A Black woman with afro hair sits on the windowsill of an older urban apartment, looking out through tall windows in natural afternoon light; a cast-iron radiator and houseplants frame the scene.
A Black woman with afro hair sits on the windowsill of an older urban apartment, looking out through tall windows in natural afternoon light; a cast-iron radiator and houseplants frame the scene. Photo: Mikhail Nilov / Pexels
US national surveillance captured race or ethnicity for only 19 percent of the 1,053 leptospirosis cases reported between 2014 and 2020. The 81 percent gap means the federal data infrastructure that would identify a Black-specific disparity for this housing-quality-linked rat-borne bacterial disease does not currently exist. The structural mechanism is well documented; the disparity number is not.

A May 8, 2026 CDC Health Alert Network advisory flagged an Andes hantavirus cluster aboard the MV Hondius cruise ship; federal agencies airlifted 17 American passengers to Offutt Air Force Base in Omaha, Nebraska for evaluation and care (CDC media release, May 8, 2026; Contagion Live, May 11, 2026). Days later, the Illinois Department of Public Health confirmed a domestically acquired Sin Nombre hantavirus case in Winnebago County. The two events drove the most-read rodent-disease US headlines of the month.

US hantavirus is not a Black-disparity story. Hantavirus pulmonary syndrome cases have concentrated in the Western states since the disease became reportable in 1993 per CDC hantavirus surveillance; Black Americans are not the disproportionately affected demographic for this disease.
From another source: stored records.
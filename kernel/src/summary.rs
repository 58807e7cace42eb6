// Index Summary
//
// Per-day counts and time bounds of a grouped index, for reporting.

use chrono::{DateTime, NaiveDate, Utc};
use serde::Serialize;

use crate::index::GroupsView;

#[derive(Debug, Clone, PartialEq, Eq, Serialize)]
pub struct DaySummary {
    pub day: NaiveDate,
    pub count: usize,
    pub first: DateTime<Utc>,
    pub last: DateTime<Utc>,
}

#[derive(Debug, Clone, PartialEq, Eq, Serialize)]
pub struct IndexSummary {
    pub reversed: bool,
    pub total_records: usize,
    pub days: Vec<DaySummary>,
}

impl IndexSummary {
    pub fn is_empty(&self) -> bool {
        self.days.is_empty()
    }
}

/// Summarize `view` in its traversal order.
pub fn summarize(view: &GroupsView<'_>) -> IndexSummary {
    let mut days = Vec::with_capacity(view.len());

    for group in view.iter() {
        // Bounds are chronological whatever the slice direction.
        let (Some(a), Some(b)) = (group.records.first(), group.records.last()) else {
            continue;
        };
        let (first, last) = if group.records.is_reversed() { (b, a) } else { (a, b) };

        days.push(DaySummary {
            day: group.day,
            count: group.records.len(),
            first: first.timestamp,
            last: last.timestamp,
        });
    }

    IndexSummary {
        reversed: view.is_reversed(),
        total_records: days.iter().map(|d| d.count).sum(),
        days,
    }
}

#[cfg(test)]
mod tests {
    use super::*;
    use crate::index::GroupedLogIndex;
    use crate::log::{LogRecord, ProcessIdentity};
    use chrono::TimeZone;

    fn index() -> GroupedLogIndex {
        let identity = ProcessIdentity::current();
        let records = [0, 100_000, 100_001, 100_002, 200_000]
            .into_iter()
            .map(|secs| LogRecord::new("m", Utc.timestamp_opt(secs, 0).unwrap(), &identity));
        GroupedLogIndex::from_records(records, false).unwrap()
    }

    #[test]
    fn summary_counts_each_day() {
        let index = index();
        let summary = summarize(&index.view());

        assert_eq!(summary.total_records, 5);
        assert_eq!(
            summary.days.iter().map(|d| d.count).collect::<Vec<_>>(),
            vec![1, 3, 1]
        );
        assert_eq!(summary.days[1].first, Utc.timestamp_opt(100_000, 0).unwrap());
        assert_eq!(summary.days[1].last, Utc.timestamp_opt(100_002, 0).unwrap());
    }

    #[test]
    fn reversed_summary_keeps_chronological_bounds() {
        let index = index();
        let summary = summarize(&index.reversed_view());

        assert!(summary.reversed);
        assert_eq!(summary.days[0].day, NaiveDate::from_ymd_opt(1970, 1, 3).unwrap());
        assert_eq!(summary.days[1].first, Utc.timestamp_opt(100_000, 0).unwrap());
        assert_eq!(summary.days[1].last, Utc.timestamp_opt(100_002, 0).unwrap());
    }

    #[test]
    fn empty_index_summary() {
        let index = GroupedLogIndex::new();
        let summary = summarize(&index.view());

        assert!(summary.is_empty());
        assert_eq!(summary.total_records, 0);
        assert_eq!(serde_json::to_value(&summary).unwrap()["days"], serde_json::json!([]));
    }
}
// Plain-Text Export
//
// Renders the flat, append-ordered record sequence of an index as text,
// one record description per line.

use std::io::{self, Write};

use crate::calendar::DayCalendar;
use crate::index::GroupedLogIndex;
use crate::log::LogRecord;

/// Suggested file name for exported logs.
pub const DEFAULT_FILE_NAME: &str = "console.log";

#[derive(Debug, Clone, Copy, Default)]
pub struct LogExport<'a> {
    records: &'a [LogRecord],
    calendar: DayCalendar,
}

impl<'a> LogExport<'a> {
    /// Export every record of `index` in chronological order, regardless of
    /// its traversal direction. Timestamps use the index's calendar zone.
    pub fn from_index(index: &'a GroupedLogIndex) -> Self {
        Self {
            records: index.records(),
            calendar: *index.calendar(),
        }
    }

    /// Export `records` with UTC timestamps.
    pub fn from_records(records: &'a [LogRecord]) -> Self {
        Self {
            records,
            calendar: DayCalendar::utc(),
        }
    }

    pub fn len(&self) -> usize {
        self.records.len()
    }

    pub fn is_empty(&self) -> bool {
        self.records.is_empty()
    }

    /// Newline-joined record descriptions, without a trailing newline.
    pub fn to_plain_text(&self) -> String {
        self.records
            .iter()
            .map(|record| record.describe(&self.calendar))
            .collect::<Vec<_>>()
            .join("\n")
    }

    pub fn write_to<W: Write>(&self, mut writer: W) -> io::Result<()> {
        writer.write_all(self.to_plain_text().as_bytes())?;
        writer.flush()
    }
}
// Source Tailing
//
// Drains a log source into a grouped index, either once or
// incrementally by remembering the last timestamp observed.

use chrono::{DateTime, Utc};
use tracing::debug;

use crate::calendar::DayCalendar;
use crate::index::GroupedLogIndex;
use crate::log::{LogError, LogSource, SourceError};

/// Errors that can occur while feeding an index from a source.
#[derive(Debug, thiserror::Error)]
pub enum TailError {
    #[error("source error: {0}")]
    Source(#[from] SourceError),

    #[error("index error: {0}")]
    Log(#[from] LogError),
}

/// Read everything `source` currently holds into a new index.
pub fn read_all<S: LogSource>(
    source: &mut S,
    calendar: DayCalendar,
    reversed: bool,
) -> Result<GroupedLogIndex, TailError> {
    let mut index = GroupedLogIndex::with_calendar(calendar);
    index.set_reversed(reversed);
    index.append_all(source.read_after(None)?)?;
    Ok(index)
}

/// Incremental reader over a [`LogSource`].
///
/// Each poll asks the source only for records newer than the last one seen.
#[derive(Debug)]
pub struct Tail<S> {
    source: S,
    position: Option<DateTime<Utc>>,
}

impl<S: LogSource> Tail<S> {
    pub fn new(source: S) -> Self {
        Self {
            source,
            position: None,
        }
    }

    /// Resume after `position`, e.g. the last timestamp of an index built by
    /// [`read_all`].
    pub fn starting_after(source: S, position: Option<DateTime<Utc>>) -> Self {
        Self { source, position }
    }

    pub fn position(&self) -> Option<DateTime<Utc>> {
        self.position
    }

    pub fn source(&self) -> &S {
        &self.source
    }

    pub fn source_mut(&mut self) -> &mut S {
        &mut self.source
    }

    /// Append any new records to `index`. Returns how many were appended.
    ///
    /// The position only advances when the batch was accepted.
    pub fn poll(&mut self, index: &mut GroupedLogIndex) -> Result<usize, TailError> {
        let records = self.source.read_after(self.position)?;
        let last = records.last().map(|r| r.timestamp);

        let appended = index.append_all(records)?;
        if let Some(last) = last {
            self.position = Some(last);
        }

        debug!(appended, position = ?self.position, "polled source");
        Ok(appended)
    }
}
// JSON Lines Source Adapter
//
// Reads log records from a file holding one JSON-encoded record per
// line, as written by `serde_json::to_string(&record)`.

use std::fs;
use std::path::{Path, PathBuf};

use chrono::{DateTime, Utc};
use tracing::debug;

use crate::log::{LogRecord, LogSource, SourceError};

/// File-backed [`LogSource`].
///
/// The file is re-read on every call so records appended by another
/// process between polls are picked up.
#[derive(Debug, Clone)]
pub struct JsonLinesSource {
    path: PathBuf,
    process_id: Option<i32>,
}

impl JsonLinesSource {
    pub fn new(path: impl Into<PathBuf>) -> Self {
        Self {
            path: path.into(),
            process_id: None,
        }
    }

    /// Only yield records emitted by `process_id`.
    pub fn with_process_id(mut self, process_id: i32) -> Self {
        self.process_id = Some(process_id);
        self
    }

    pub fn path(&self) -> &Path {
        &self.path
    }
}

/// Parse JSON lines text into records. Blank lines are skipped; line numbers
/// in errors are 1-based.
pub fn parse_records(text: &str) -> Result<Vec<LogRecord>, SourceError> {
    text.lines()
        .enumerate()
        .filter(|(_, line)| !line.trim().is_empty())
        .map(|(i, line)| {
            serde_json::from_str(line).map_err(|source| SourceError::Parse { line: i + 1, source })
        })
        .collect()
}

impl LogSource for JsonLinesSource {
    fn read_after(&mut self, after: Option<DateTime<Utc>>) -> Result<Vec<LogRecord>, SourceError> {
        let text = fs::read_to_string(&self.path)?;
        let records: Vec<LogRecord> = parse_records(&text)?
            .into_iter()
            .filter(|r| after.map_or(true, |after| r.timestamp > after))
            .filter(|r| self.process_id.map_or(true, |pid| r.process_id == pid))
            .collect();

        debug!(path = %self.path.display(), read = records.len(), "read json lines");
        Ok(records)
    }
}

#[cfg(test)]
mod tests {
    use super::*;
    use crate::log::Level;
    use chrono::TimeZone;
    use std::io::Write;

    const LINES: &str = r##"
{"timestamp":"1970-01-01T00:00:00Z","message":"#1","level":"info","process_id":10}
{"timestamp":"1970-01-02T03:46:40Z","message":"#2","level":"error","process_id":11}

{"timestamp":"1970-01-02T03:46:41Z","message":"#3","process_id":10}
"##;

    fn write_lines(text: &str) -> tempfile::NamedTempFile {
        let mut file = tempfile::NamedTempFile::new().unwrap();
        file.write_all(text.as_bytes()).unwrap();
        file.flush().unwrap();
        file
    }

    #[test]
    fn parse_json_lines() {
        let records = parse_records(LINES).unwrap();

        assert_eq!(records.len(), 3);
        assert_eq!(records[0].level, Level::Info);
        assert_eq!(records[1].level, Level::Error);
        assert_eq!(records[2].level, Level::Notice);
        assert_eq!(records[1].timestamp, Utc.timestamp_opt(100_000, 0).unwrap());
    }

    #[test]
    fn parse_error_reports_line() {
        let err = parse_records("{\"timestamp\":\"1970-01-01T00:00:00Z\",\"message\":\"ok\"}\nnot json\n")
            .unwrap_err();

        assert!(matches!(err, SourceError::Parse { line: 2, .. }));
    }

    #[test]
    fn reads_file_after_position() {
        let file = write_lines(LINES);
        let mut source = JsonLinesSource::new(file.path());

        assert_eq!(source.read_after(None).unwrap().len(), 3);

        let after = Utc.timestamp_opt(100_000, 0).unwrap();
        let newer = source.read_after(Some(after)).unwrap();
        assert_eq!(newer.len(), 1);
        assert_eq!(newer[0].message, "#3");
    }

    #[test]
    fn filters_by_process() {
        let file = write_lines(LINES);
        let mut source = JsonLinesSource::new(file.path()).with_process_id(10);

        let records = source.read_after(None).unwrap();
        assert_eq!(
            records.iter().map(|r| r.message.as_str()).collect::<Vec<_>>(),
            vec!["#1", "#3"]
        );
    }

    #[test]
    fn missing_file_is_io_error() {
        let dir = tempfile::tempdir().unwrap();
        let mut source = JsonLinesSource::new(dir.path().join("absent.jsonl"));

        assert!(matches!(source.read_after(None), Err(SourceError::Io(_))));
    }
}
// Invariant Framework
//
// Invariants are pure rules over the raw storage of a grouped index.
// They let tests and tooling verify that a sequence of appends left the
// record and group tables consistent.

use crate::index::IndexParts;

/// Result of invariant evaluation.
#[derive(Debug, Clone, PartialEq, Eq)]
pub enum InvariantResult {
    Pass,
    Fail(String),
}

/// Trait implemented by all invariants.
///
/// Invariants must be:
/// - Pure
/// - Deterministic
/// - Side-effect free
pub trait Invariant: Send + Sync {
    fn name(&self) -> &'static str;

    fn validate(&self, index: &IndexParts<'_>) -> InvariantResult;
}

/// Invariant engine that evaluates a set of invariants.
#[derive(Default)]
pub struct InvariantEngine {
    invariants: Vec<Box<dyn Invariant>>,
}

impl InvariantEngine {
    /// Create an engine with no invariants registered.
    pub fn new() -> Self {
        Self {
            invariants: Vec::new(),
        }
    }

    /// Engine checking every structural guarantee of a grouped index.
    pub fn standard() -> Self {
        let mut engine = Self::new();
        engine.register(StrictlyOrderedRecords);
        engine.register(IncreasingDays);
        engine.register(ConsistentGroupOffsets);
        engine.register(NonEmptyGroups);
        engine.register(GroupsBoundedByRecords);
        engine
    }

    /// Register an invariant.
    pub fn register<I: Invariant + 'static>(&mut self, invariant: I) {
        self.invariants.push(Box::new(invariant));
    }

    pub fn len(&self) -> usize {
        self.invariants.len()
    }

    pub fn is_empty(&self) -> bool {
        self.invariants.is_empty()
    }

    /// Evaluate all invariants.
    ///
    /// Stops at the first failure.
    pub fn evaluate(&self, index: &IndexParts<'_>) -> Result<(), InvariantViolation> {
        for invariant in &self.invariants {
            match invariant.validate(index) {
                InvariantResult::Pass => continue,
                InvariantResult::Fail(reason) => {
                    return Err(InvariantViolation {
                        invariant: invariant.name(),
                        reason,
                    })
                }
            }
        }
        Ok(())
    }
}

/// Returned when an invariant is violated.
#[derive(Debug, thiserror::Error)]
#[error("invariant `{invariant}` violated: {reason}")]
pub struct InvariantViolation {
    pub invariant: &'static str,
    pub reason: String,
}

/// Each record is strictly later than the one before it.
pub struct StrictlyOrderedRecords;

impl Invariant for StrictlyOrderedRecords {
    fn name(&self) -> &'static str {
        "strictly-ordered-records"
    }

    fn validate(&self, index: &IndexParts<'_>) -> InvariantResult {
        match index
            .records
            .windows(2)
            .position(|pair| pair[1].timestamp <= pair[0].timestamp)
        {
            Some(i) => InvariantResult::Fail(format!(
                "record {} at {} does not follow {}",
                i + 1,
                index.records[i + 1].timestamp,
                index.records[i].timestamp
            )),
            None => InvariantResult::Pass,
        }
    }
}

/// Group days strictly increase.
pub struct IncreasingDays;

impl Invariant for IncreasingDays {
    fn name(&self) -> &'static str {
        "increasing-days"
    }

    fn validate(&self, index: &IndexParts<'_>) -> InvariantResult {
        match index
            .groups
            .windows(2)
            .position(|pair| pair[1].day <= pair[0].day)
        {
            Some(i) => InvariantResult::Fail(format!(
                "group {} day {} does not follow {}",
                i + 1,
                index.groups[i + 1].day,
                index.groups[i].day
            )),
            None => InvariantResult::Pass,
        }
    }
}

/// Group offsets start at zero, strictly increase, stay inside storage and
/// point at a record of the group's day.
pub struct ConsistentGroupOffsets;

impl Invariant for ConsistentGroupOffsets {
    fn name(&self) -> &'static str {
        "consistent-group-offsets"
    }

    fn validate(&self, index: &IndexParts<'_>) -> InvariantResult {
        if let Some(first) = index.groups.first() {
            if first.start != 0 {
                return InvariantResult::Fail(format!(
                    "first group starts at {}",
                    first.start
                ));
            }
        } else if !index.records.is_empty() {
            return InvariantResult::Fail("records without groups".into());
        }

        let mut previous = None;
        for (i, group) in index.groups.iter().enumerate() {
            if previous.is_some_and(|p| group.start <= p) {
                return InvariantResult::Fail(format!(
                    "group {i} start {} is not after {}",
                    group.start,
                    previous.unwrap_or_default()
                ));
            }
            let Some(record) = index.records.get(group.start) else {
                return InvariantResult::Fail(format!(
                    "group {i} start {} past {} records",
                    group.start,
                    index.records.len()
                ));
            };
            let day = index.calendar.day_of(&record.timestamp);
            if day != group.day {
                return InvariantResult::Fail(format!(
                    "group {i} is keyed {} but starts on {day}",
                    group.day
                ));
            }
            previous = Some(group.start);
        }

        InvariantResult::Pass
    }
}

/// Every run holds at least one record, and every record in a run shares
/// the run's day.
pub struct NonEmptyGroups;

impl Invariant for NonEmptyGroups {
    fn name(&self) -> &'static str {
        "non-empty-groups"
    }

    fn validate(&self, index: &IndexParts<'_>) -> InvariantResult {
        for (i, group) in index.groups.iter().enumerate() {
            let end = index
                .groups
                .get(i + 1)
                .map_or(index.records.len(), |next| next.start);
            if end <= group.start {
                return InvariantResult::Fail(format!("group {i} ({}) is empty", group.day));
            }
            let run = index.records.get(group.start..end).unwrap_or_default();
            if let Some(stray) = run
                .iter()
                .find(|r| index.calendar.day_of(&r.timestamp) != group.day)
            {
                return InvariantResult::Fail(format!(
                    "group {i} ({}) holds record from {}",
                    group.day, stray.timestamp
                ));
            }
        }
        InvariantResult::Pass
    }
}

/// There are never more groups than records.
pub struct GroupsBoundedByRecords;

impl Invariant for GroupsBoundedByRecords {
    fn name(&self) -> &'static str {
        "groups-bounded-by-records"
    }

    fn validate(&self, index: &IndexParts<'_>) -> InvariantResult {
        if index.groups.len() > index.records.len() {
            InvariantResult::Fail(format!(
                "{} groups for {} records",
                index.groups.len(),
                index.records.len()
            ))
        } else {
            InvariantResult::Pass
        }
    }
}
The rat-borne disease US Black urban families should understand is leptospirosis, a bacterial infection that infected rats shed in urine into standing water and contaminated soil. US national surveillance documented 1,053 confirmed and probable leptospirosis cases across 34 jurisdictions between 2014 and 2020, an annual incidence of 0.48 per 100,000 population, with 85 percent of cases hospitalized and a 10 percent case-fatality rate (Atherstone et al., PLoS Neglected Tropical Diseases 2025; PMID 40845049).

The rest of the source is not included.